Wounded Animals and Where to Find Them. The Symbolism of Hunting in Palaeolithic Art
Representations of wounded animals and humans in European Upper Palaeolithic art have traditionally been conceived as figures related to the hunting activities of hunter-gatherer societies. In this paper, we propose an analysis of Franco-Cantabrian figurative representations showing signs of violence between 35,000 and 13,000 cal. bp to qualify the interpretations of hunting and death in Palaeolithic art.
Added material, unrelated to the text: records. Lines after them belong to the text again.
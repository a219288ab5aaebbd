//! Question banks.

use super::question::QuizQuestion;
use crate::systems::{
    Aspect, CognitiveFunction, EnneagramType, Instinct, InstinctCenter, InstinctRealm, Pole,
    Quadra,
};

/// Which scoring strategy a bank is written for.
#[derive(
    Clone,
    Copy,
    Debug,
    Default,
    PartialEq,
    Eq,
    PartialOrd,
    Ord,
    Hash,
    strum::Display,
    strum::EnumString,
    strum::AsRefStr,
)]
#[cfg_attr(feature = "serde", derive(serde::Serialize, serde::Deserialize))]
#[cfg_attr(feature = "serde", serde(rename_all = "snake_case"))]
#[strum(serialize_all = "snake_case", ascii_case_insensitive)]
pub enum QuizStrategy {
    /// Fewer, broader questions scored on dichotomies and centers.
    #[default]
    Quick,
    /// More, narrower questions scored on functions, quadras and realms.
    Deep,
}

impl QuizStrategy {
    pub const COUNT: usize = 2;

    pub const fn all() -> [QuizStrategy; Self::COUNT] {
        [QuizStrategy::Quick, QuizStrategy::Deep]
    }
}

/// All questions of one quiz, grouped by what they score.
///
/// A strategy reads only the sections it needs; the others may stay empty.
#[derive(Clone, Debug, Default, PartialEq, Eq)]
#[cfg_attr(feature = "serde", derive(serde::Serialize, serde::Deserialize))]
#[cfg_attr(feature = "serde", serde(default))]
pub struct QuizBank {
    pub strategy: QuizStrategy,
    pub attitudinal: Vec<QuizQuestion<Aspect>>,
    pub enneagram_types: Vec<QuizQuestion<EnneagramType>>,
    pub enneagram_instincts: Vec<QuizQuestion<Instinct>>,
    /// Quick MBTI: one pole per dichotomy.
    pub mbti_poles: Vec<QuizQuestion<Pole>>,
    /// Deep MBTI: cognitive functions.
    pub mbti_functions: Vec<QuizQuestion<CognitiveFunction>>,
    /// Socionics dichotomies. The deep strategy only reads E/I and J/P from here.
    pub socionics_poles: Vec<QuizQuestion<Pole>>,
    pub socionics_quadras: Vec<QuizQuestion<Quadra>>,
    pub instinct_centers: Vec<QuizQuestion<InstinctCenter>>,
    pub instinct_realms: Vec<QuizQuestion<InstinctRealm>>,
}

/// A type-erased view of one question, for listing and validation.
#[derive(Clone, Debug, PartialEq, Eq)]
pub struct QuestionOutline<'a> {
    /// Bank section the question belongs to.
    pub section: &'static str,
    pub id: &'a str,
    pub prompt: &'a str,
    pub options: Vec<&'a str>,
}

fn section<'a, K>(
    name: &'static str,
    questions: &'a [QuizQuestion<K>],
) -> impl Iterator<Item = QuestionOutline<'a>> + 'a {
    questions.iter().map(move |question| QuestionOutline {
        section: name,
        id: &question.id,
        prompt: &question.prompt,
        options: question
            .options
            .iter()
            .map(|option| option.label.as_str())
            .collect(),
    })
}

impl QuizBank {
    pub fn new(strategy: QuizStrategy) -> Self {
        Self {
            strategy,
            ..Self::default()
        }
    }

    /// Every question across all sections, in bank order.
    pub fn outline(&self) -> impl Iterator<Item = QuestionOutline<'_>> + '_ {
        section("attitudinal", &self.attitudinal)
            .chain(section("enneagram_types", &self.enneagram_types))
            .chain(section("enneagram_instincts", &self.enneagram_instincts))
            .chain(section("mbti_poles", &self.mbti_poles))
            .chain(section("mbti_functions", &self.mbti_functions))
            .chain(section("socionics_poles", &self.socionics_poles))
            .chain(section("socionics_quadras", &self.socionics_quadras))
            .chain(section("instinct_centers", &self.instinct_centers))
            .chain(section("instinct_realms", &self.instinct_realms))
    }

    /// Question ids across all sections, in bank order.
    pub fn question_ids(&self) -> impl Iterator<Item = &str> + '_ {
        self.outline().map(|question| question.id)
    }

    pub fn total_questions(&self) -> usize {
        self.outline().count()
    }

    /// Number of options of a question, or `None` if the bank has no such question.
    pub fn option_count(&self, question_id: &str) -> Option<usize> {
        self.outline()
            .find(|question| question.id == question_id)
            .map(|question| question.options.len())
    }

    pub fn contains(&self, question_id: &str) -> bool {
        self.option_count(question_id).is_some()
    }

    /// First id that appears more than once, if any.
    pub fn duplicate_id(&self) -> Option<&str> {
        let ids: Vec<&str> = self.question_ids().collect();
        for (index, id) in ids.iter().enumerate() {
            if ids[..index].contains(id) {
                return Some(*id);
            }
        }
        None
    }
}

#[cfg(test)]
mod tests {
    use super::*;
    use crate::quiz::question::QuizOption;

    #[test]
    fn lookups_span_all_sections() {
        let mut bank = QuizBank::new(QuizStrategy::Deep);
        bank.attitudinal.push(QuizQuestion::new(
            "ap-1",
            "?",
            vec![QuizOption::single("a", Aspect::Logic, 1)],
        ));
        bank.instinct_realms.push(QuizQuestion::new(
            "realm-1",
            "?",
            vec![
                QuizOption::single("a", InstinctRealm::Union, 1),
                QuizOption::single("b", InstinctRealm::Security, 1),
            ],
        ));

        assert_eq!(bank.total_questions(), 2);
        assert_eq!(bank.option_count("realm-1"), Some(2));
        assert_eq!(bank.option_count("nope"), None);
        assert_eq!(bank.question_ids().collect::<Vec<_>>(), ["ap-1", "realm-1"]);
        assert_eq!(bank.duplicate_id(), None);

        let realm = bank.outline().nth(1).unwrap();
        assert_eq!(realm.section, "instinct_realms");
        assert_eq!(realm.options, ["a", "b"]);

        bank.instinct_centers.push(QuizQuestion::new("ap-1", "?", vec![]));
        assert_eq!(bank.duplicate_id(), Some("ap-1"));
    }

    #[test]
    fn strategy_parses_case_insensitively() {
        assert_eq!("Deep".parse::<QuizStrategy>().ok(), Some(QuizStrategy::Deep));
        assert_eq!(QuizStrategy::Quick.to_string(), "quick");
    }
}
To this end, both multivariate statistical analyses and hypothesis tests have been used to highlight the formal, thematic, chronological and regional similarities and differences in these types of artistic representations. The results show that wounded graphic units are mythograms coded by different variables that do not seem to reflect the actual hunting of the animal, but rather a more complex meaning. It was also discovered that, in early times, the artist preferred to wound secondary or less frequent animals, like deer. This changed in more recent times, when the main animals, such as bison, are wounded under greater normativity and homogeneity in the Pyrenees or the Cantabrian region.